Cette dynamique — un discours de rejet en ligne face à des réalités locales plus apaisées — n'est pas propre à l'Afrique du Sud. En Europe, et en Belgique en particulier, la question de l'islamophobie numérique et de son interaction avec les débats sur la migration fait également l'objet d'une attention croissante de la part des acteurs de la société civile et des institutions.
Détails
Zwelibi Jack Ngubane s'est converti à l'islam tardivement dans sa vie, après avoir observé la foi de son jeune petit-fils. À sa mort, sa famille a respecté ses volontés : les funérailles ont été conduites selon les rites funéraires musulmans, avant qu'il ne repose dans la parcelle familiale de son village.
Pour une communauté largement peu familière des pratiques d'inhumation islamiques, ces funérailles ont constitué une première. Mais, souligne Al Jazeera, elles n'ont déclenché aucune controverse locale — une distinction devenue importante dans le contexte sud-africain actuel.
Le reportage illustre également le rôle social des habitants de la région : Khethukuthula Dlame, figure locale citée, distribue de l'aide à Nquthu, contribuant à la cohésion de sa communauté.
En parallèle, la rhétorique antimusulmane en ligne s'intensifie, alimentée par des accusations de « prise de contrôle » du pays, dans un climat national marqué par les tensions autour de l'immigration.
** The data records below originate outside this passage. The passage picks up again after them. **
use std::sync::Arc;

use chrono::Utc;
use tracing::{debug, error, info, warn};
use uuid::Uuid;

use auth_cell::IdentityService;
use shared_models::{ClinicError, ClinicResult, ContactDetails, Credentials, PublicIdKind, Role, User};
use shared_utils::validation::{require_non_blank, validate_blood_group, validate_contact};

use crate::models::{Patient, PatientDetails, PatientProfile};
use crate::repository::PatientRepository;

#[derive(Clone)]
pub struct PatientService {
    patients: Arc<dyn PatientRepository>,
    identities: IdentityService,
}

impl PatientService {
    pub fn new(patients: Arc<dyn PatientRepository>, identities: IdentityService) -> Self {
        Self { patients, identities }
    }

    /// Creates the owned identity, then the patient referencing it. If the
    /// patient row cannot be stored the identity is removed again.
    pub async fn create_patient(
        &self,
        profile: PatientProfile,
        credentials: Credentials,
    ) -> ClinicResult<PatientDetails> {
        debug!("Creating patient for username {}", credentials.username);

        validate_profile(&profile)?;
        let user = self.identities.provision(&credentials, Role::Patient).await?;

        match self.insert_patient(&user, profile).await {
            Ok(patient) => {
                info!("Patient {} created with identity {}", patient.patient_id, user.id);
                Ok(PatientDetails { patient, user })
            }
            Err(e) => {
                warn!("Patient insert failed, removing identity {}: {}", user.id, e);
                if let Err(cleanup) = self.identities.remove(user.id).await {
                    error!("Failed to remove identity {} after aborted patient create: {}", user.id, cleanup);
                }
                Err(e)
            }
        }
    }

    async fn insert_patient(&self, user: &User, profile: PatientProfile) -> ClinicResult<Patient> {
        let sequence = self
            .patients
            .next_public_sequence()
            .await
            .map_err(ClinicError::database)?;

        let now = Utc::now();
        let mut patient = Patient {
            id: Uuid::new_v4(),
            patient_id: PublicIdKind::Patient.format(sequence),
            user_id: user.id,
            date_of_birth: profile.date_of_birth,
            gender: String::new(),
            address: None,
            emergency_contact: None,
            blood_group: None,
            allergies: None,
            medical_history: None,
            created_at: now,
            updated_at: now,
        };
        patient.apply_profile(profile);

        self.patients.create(patient).await.map_err(ClinicError::database)
    }

    pub async fn get_patient(&self, id: Uuid) -> ClinicResult<PatientDetails> {
        let patient = self.require_patient(id).await?;
        self.with_identity(patient).await
    }

    pub async fn get_patient_by_public_id(&self, patient_id: &str) -> ClinicResult<PatientDetails> {
        let patient = self
            .patients
            .find_by_public_id(patient_id)
            .await
            .map_err(ClinicError::database)?
            .ok_or_else(|| ClinicError::not_found("Patient", patient_id))?;
        self.with_identity(patient).await
    }

    pub async fn get_patient_by_user_id(&self, user_id: Uuid) -> ClinicResult<PatientDetails> {
        let patient = self
            .patients
            .find_by_user_id(user_id)
            .await
            .map_err(ClinicError::database)?
            .ok_or_else(|| ClinicError::not_found("Patient for user", user_id))?;
        self.with_identity(patient).await
    }

    /// Bare patient row, for cells that only need to know it exists.
    pub async fn require_patient(&self, id: Uuid) -> ClinicResult<Patient> {
        self.patients
            .find_by_id(id)
            .await
            .map_err(ClinicError::database)?
            .ok_or_else(|| ClinicError::not_found("Patient", id))
    }

    pub async fn list_patients(&self) -> ClinicResult<Vec<PatientDetails>> {
        let patients = self.patients.find_all().await.map_err(ClinicError::database)?;
        self.with_identities(patients).await
    }

    pub async fn list_active_patients(&self) -> ClinicResult<Vec<PatientDetails>> {
        let all = self.list_patients().await?;
        Ok(all.into_iter().filter(|p| p.user.active).collect())
    }

    /// Case-insensitive substring match over first and last name.
    pub async fn search_patients_by_name(&self, name: &str) -> ClinicResult<Vec<PatientDetails>> {
        let needle = name.trim().to_lowercase();
        let all = self.list_patients().await?;
        Ok(all
            .into_iter()
            .filter(|p| {
                p.user.first_name.to_lowercase().contains(&needle)
                    || p.user.last_name.to_lowercase().contains(&needle)
            })
            .collect())
    }

    pub async fn count_patients(&self) -> ClinicResult<usize> {
        self.patients.count().await.map_err(ClinicError::database)
    }

    /// Overwrites the profile and the identity's contact fields. Both inputs
    /// are validated before anything is written; if the identity update
    /// fails the previous profile is restored.
    pub async fn update_patient(
        &self,
        id: Uuid,
        profile: PatientProfile,
        contact: ContactDetails,
    ) -> ClinicResult<PatientDetails> {
        debug!("Updating patient {}", id);

        let existing = self.require_patient(id).await?;
        validate_profile(&profile)?;
        validate_contact(&contact.first_name, &contact.last_name, &contact.email)?;

        let mut patient = existing.clone();
        patient.apply_profile(profile);
        patient.updated_at = Utc::now();

        let patient = self
            .patients
            .update(patient)
            .await
            .map_err(ClinicError::database)?
            .ok_or_else(|| ClinicError::not_found("Patient", id))?;

        match self.identities.update_contact(patient.user_id, &contact).await {
            Ok(user) => {
                info!("Patient {} updated", patient.patient_id);
                Ok(PatientDetails { patient, user })
            }
            Err(e) => {
                warn!("Identity update failed for patient {}, restoring profile: {}", id, e);
                if let Err(restore) = self.patients.update(existing).await {
                    error!("Failed to restore patient {} after aborted update: {}", id, restore);
                }
                Err(e)
            }
        }
    }

    /// Deletes the patient, then its identity. Unknown ids are a no-op.
    pub async fn delete_patient(&self, id: Uuid) -> ClinicResult<()> {
        let Some(patient) = self
            .patients
            .find_by_id(id)
            .await
            .map_err(ClinicError::database)?
        else {
            debug!("Patient {} already absent, nothing to delete", id);
            return Ok(());
        };

        self.patients.delete(id).await.map_err(ClinicError::database)?;

        match self.identities.remove(patient.user_id).await {
            Ok(_) => {
                info!("Patient {} and identity {} deleted", patient.patient_id, patient.user_id);
                Ok(())
            }
            Err(e) => {
                error!(
                    "Patient {} deleted but identity {} could not be removed: {}",
                    patient.patient_id, patient.user_id, e
                );
                Err(ClinicError::PartialDelete {
                    entity: "patient".to_string(),
                    entity_id: id,
                    orphaned_user_id: patient.user_id,
                    reason: e.to_string(),
                })
            }
        }
    }

    async fn with_identity(&self, patient: Patient) -> ClinicResult<PatientDetails> {
        let user = self.identities.find_optional(patient.user_id).await?.ok_or_else(|| {
            ClinicError::Database(format!(
                "patient {} references missing identity {}",
                patient.patient_id, patient.user_id
            ))
        })?;
        Ok(PatientDetails { patient, user })
    }

    async fn with_identities(&self, mut patients: Vec<Patient>) -> ClinicResult<Vec<PatientDetails>> {
        patients.sort_by(|a, b| a.created_at.cmp(&b.created_at).then_with(|| a.patient_id.cmp(&b.patient_id)));

        let mut details = Vec::with_capacity(patients.len());
        for patient in patients {
            details.push(self.with_identity(patient).await?);
        }
        Ok(details)
    }
}

fn validate_profile(profile: &PatientProfile) -> ClinicResult<()> {
    require_non_blank("gender", &profile.gender)?;
    if profile.date_of_birth > Utc::now().date_naive() {
        return Err(ClinicError::Validation("date_of_birth is in the future".to_string()));
    }
    validate_blood_group(profile.blood_group.as_deref())
}

#[cfg(test)]
mod tests {
    use super::*;
    use chrono::NaiveDate;

    fn profile() -> PatientProfile {
        PatientProfile {
            date_of_birth: NaiveDate::from_ymd_opt(1988, 4, 2).unwrap(),
            gender: "Female".to_string(),
            address: None,
            emergency_contact: None,
            blood_group: Some("A+".to_string()),
            allergies: None,
            medical_history: None,
        }
    }

    #[test]
    fn profile_requires_gender() {
        let mut p = profile();
        p.gender = " ".to_string();
        assert!(matches!(validate_profile(&p), Err(ClinicError::Validation(_))));
    }

    #[test]
    fn profile_rejects_future_birth_date() {
        let mut p = profile();
        p.date_of_birth = Utc::now().date_naive() + chrono::Duration::days(2);
        assert!(matches!(validate_profile(&p), Err(ClinicError::Validation(_))));
    }

    #[test]
    fn profile_accepts_complete_input() {
        assert!(validate_profile(&profile()).is_ok());
    }
}
use serde::{Deserialize, Serialize};
use std::env;
use std::str::FromStr;
use tracing::warn;

pub const DEFAULT_CONFLICT_WINDOW_MINUTES: i64 = 60;
pub const MAX_CONFLICT_WINDOW_MINUTES: i64 = 24 * 60;
pub const DEFAULT_PASSWORD_HASH_MEMORY_KIB: u32 = 19_456;
pub const DEFAULT_PASSWORD_HASH_ITERATIONS: u32 = 2;

#[derive(Debug, Clone, PartialEq, Serialize, Deserialize)]
pub struct AppConfig {
    /// Half-width of the per-doctor exclusivity window around a booking.
    pub conflict_window_minutes: i64,
    /// Opt-in: reject status moves outside SCHEDULED -> {COMPLETED, CANCELLED}.
    /// Off by default, so any status may move to any other.
    pub enforce_status_transitions: bool,
    /// Re-run the booking conflict check when an update moves an appointment.
    pub recheck_conflicts_on_reschedule: bool,
    pub password_hash_memory_kib: u32,
    pub password_hash_iterations: u32,
    pub log_filter: String,
}

impl Default for AppConfig {
    fn default() -> Self {
        Self {
            conflict_window_minutes: DEFAULT_CONFLICT_WINDOW_MINUTES,
            enforce_status_transitions: false,
            recheck_conflicts_on_reschedule: false,
            password_hash_memory_kib: DEFAULT_PASSWORD_HASH_MEMORY_KIB,
            password_hash_iterations: DEFAULT_PASSWORD_HASH_ITERATIONS,
            log_filter: "info".to_string(),
        }
    }
}

impl AppConfig {
    /// Loads `.env` (if any) and then reads each setting from the environment,
    /// falling back to the default with a warning when a value is missing or
    /// unparsable.
    pub fn from_env() -> Self {
        dotenv::dotenv().ok();

        let defaults = Self::default();
        let config = Self {
            conflict_window_minutes: env_or(
                "CLINIC_CONFLICT_WINDOW_MINUTES",
                defaults.conflict_window_minutes,
            ),
            enforce_status_transitions: env_or(
                "CLINIC_ENFORCE_STATUS_TRANSITIONS",
                defaults.enforce_status_transitions,
            ),
            recheck_conflicts_on_reschedule: env_or(
                "CLINIC_RECHECK_CONFLICTS_ON_RESCHEDULE",
                defaults.recheck_conflicts_on_reschedule,
            ),
            password_hash_memory_kib: env_or(
                "CLINIC_PASSWORD_HASH_MEMORY_KIB",
                defaults.password_hash_memory_kib,
            ),
            password_hash_iterations: env_or(
                "CLINIC_PASSWORD_HASH_ITERATIONS",
                defaults.password_hash_iterations,
            ),
            log_filter: env::var("RUST_LOG").unwrap_or(defaults.log_filter),
        };

        if !config.is_valid() {
            warn!("Invalid clinic configuration {:?}, using defaults", config);
            return Self::default();
        }

        config
    }

    pub fn is_valid(&self) -> bool {
        (0..=MAX_CONFLICT_WINDOW_MINUTES).contains(&self.conflict_window_minutes)
            && self.password_hash_memory_kib >= 8
            && self.password_hash_iterations >= 1
    }
}

fn env_or<T>(key: &str, default: T) -> T
where
    T: FromStr + std::fmt::Debug,
{
    match env::var(key) {
        Ok(raw) => raw.trim().parse().unwrap_or_else(|_| {
            warn!("{} has invalid value {:?}, using default {:?}", key, raw, default);
            default
        }),
        Err(_) => default,
    }
}
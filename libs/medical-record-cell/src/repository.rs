use anyhow::Result;
use async_trait::async_trait;
use chrono::{DateTime, Utc};
use uuid::Uuid;

use shared_database::{GuardedWrite, MemoryTable, Record};

use crate::models::MedicalRecord;

/// Persistence port for medical records.
#[async_trait]
pub trait MedicalRecordRepository: Send + Sync {
    /// Inserts the record unless another record already references the same
    /// appointment. Unlinked records are always written.
    async fn create_unless_linked(&self, record: MedicalRecord) -> Result<GuardedWrite<MedicalRecord>>;
    async fn update(&self, record: MedicalRecord) -> Result<Option<MedicalRecord>>;
    async fn find_by_id(&self, id: Uuid) -> Result<Option<MedicalRecord>>;
    async fn find_all(&self) -> Result<Vec<MedicalRecord>>;
    async fn find_by_patient(&self, patient_id: Uuid) -> Result<Vec<MedicalRecord>>;
    async fn find_by_doctor(&self, doctor_id: Uuid) -> Result<Vec<MedicalRecord>>;
    async fn find_by_appointment(&self, appointment_id: Uuid) -> Result<Option<MedicalRecord>>;
    /// Both bounds inclusive.
    async fn find_visits_between(&self, start: DateTime<Utc>, end: DateTime<Utc>) -> Result<Vec<MedicalRecord>>;
    /// Case-insensitive substring match on diagnosis.
    async fn find_by_diagnosis(&self, term: &str) -> Result<Vec<MedicalRecord>>;
    async fn delete(&self, id: Uuid) -> Result<bool>;
    async fn count(&self) -> Result<usize>;
}

impl Record for MedicalRecord {
    fn record_id(&self) -> Uuid {
        self.id
    }
}

pub struct InMemoryMedicalRecordRepository {
    records: MemoryTable<MedicalRecord>,
}

impl InMemoryMedicalRecordRepository {
    pub fn new() -> Self {
        Self {
            records: MemoryTable::new("medical_records"),
        }
    }
}

impl Default for InMemoryMedicalRecordRepository {
    fn default() -> Self {
        Self::new()
    }
}

#[async_trait]
impl MedicalRecordRepository for InMemoryMedicalRecordRepository {
    async fn create_unless_linked(&self, record: MedicalRecord) -> Result<GuardedWrite<MedicalRecord>> {
        match record.appointment_id {
            Some(appointment_id) => {
                self.records
                    .insert_unless(record, |existing| existing.appointment_id == Some(appointment_id))
                    .await
            }
            None => self.records.insert(record).await.map(GuardedWrite::Written),
        }
    }

    async fn update(&self, record: MedicalRecord) -> Result<Option<MedicalRecord>> {
        Ok(self.records.replace(record).await)
    }

    async fn find_by_id(&self, id: Uuid) -> Result<Option<MedicalRecord>> {
        Ok(self.records.get(id).await)
    }

    async fn find_all(&self) -> Result<Vec<MedicalRecord>> {
        Ok(self.records.all().await)
    }

    async fn find_by_patient(&self, patient_id: Uuid) -> Result<Vec<MedicalRecord>> {
        Ok(self.records.filter(|r| r.patient_id == patient_id).await)
    }

    async fn find_by_doctor(&self, doctor_id: Uuid) -> Result<Vec<MedicalRecord>> {
        Ok(self.records.filter(|r| r.doctor_id == doctor_id).await)
    }

    async fn find_by_appointment(&self, appointment_id: Uuid) -> Result<Option<MedicalRecord>> {
        Ok(self
            .records
            .find_first(|r| r.appointment_id == Some(appointment_id))
            .await)
    }

    async fn find_visits_between(&self, start: DateTime<Utc>, end: DateTime<Utc>) -> Result<Vec<MedicalRecord>> {
        Ok(self
            .records
            .filter(|r| r.visit_date >= start && r.visit_date <= end)
            .await)
    }

    async fn find_by_diagnosis(&self, term: &str) -> Result<Vec<MedicalRecord>> {
        let term = term.to_lowercase();
        Ok(self
            .records
            .filter(|r| r.diagnosis.to_lowercase().contains(&term))
            .await)
    }

    async fn delete(&self, id: Uuid) -> Result<bool> {
        Ok(self.records.remove(id).await.is_some())
    }

    async fn count(&self) -> Result<usize> {
        Ok(self.records.count().await)
    }
}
Le récit numérique et la vie quotidienne semblent ainsi évoluer sur deux plans séparés.
Conclusion
Le cas sud-africain rappelle un constat partagé par plusieurs observateurs en Europe : le décalage entre les discours de haine ou de peur diffusés en ligne et les réalités vécues dans les quartiers, les villages et les lieux de travail. En Belgique, où la communauté musulmane fait partie intégrante du paysage social, notamment à Bruxelles et à Anvers, les discours de haine en ligne sont notamment suivis par Unia, le centre interfédéral pour l'égalité des chances.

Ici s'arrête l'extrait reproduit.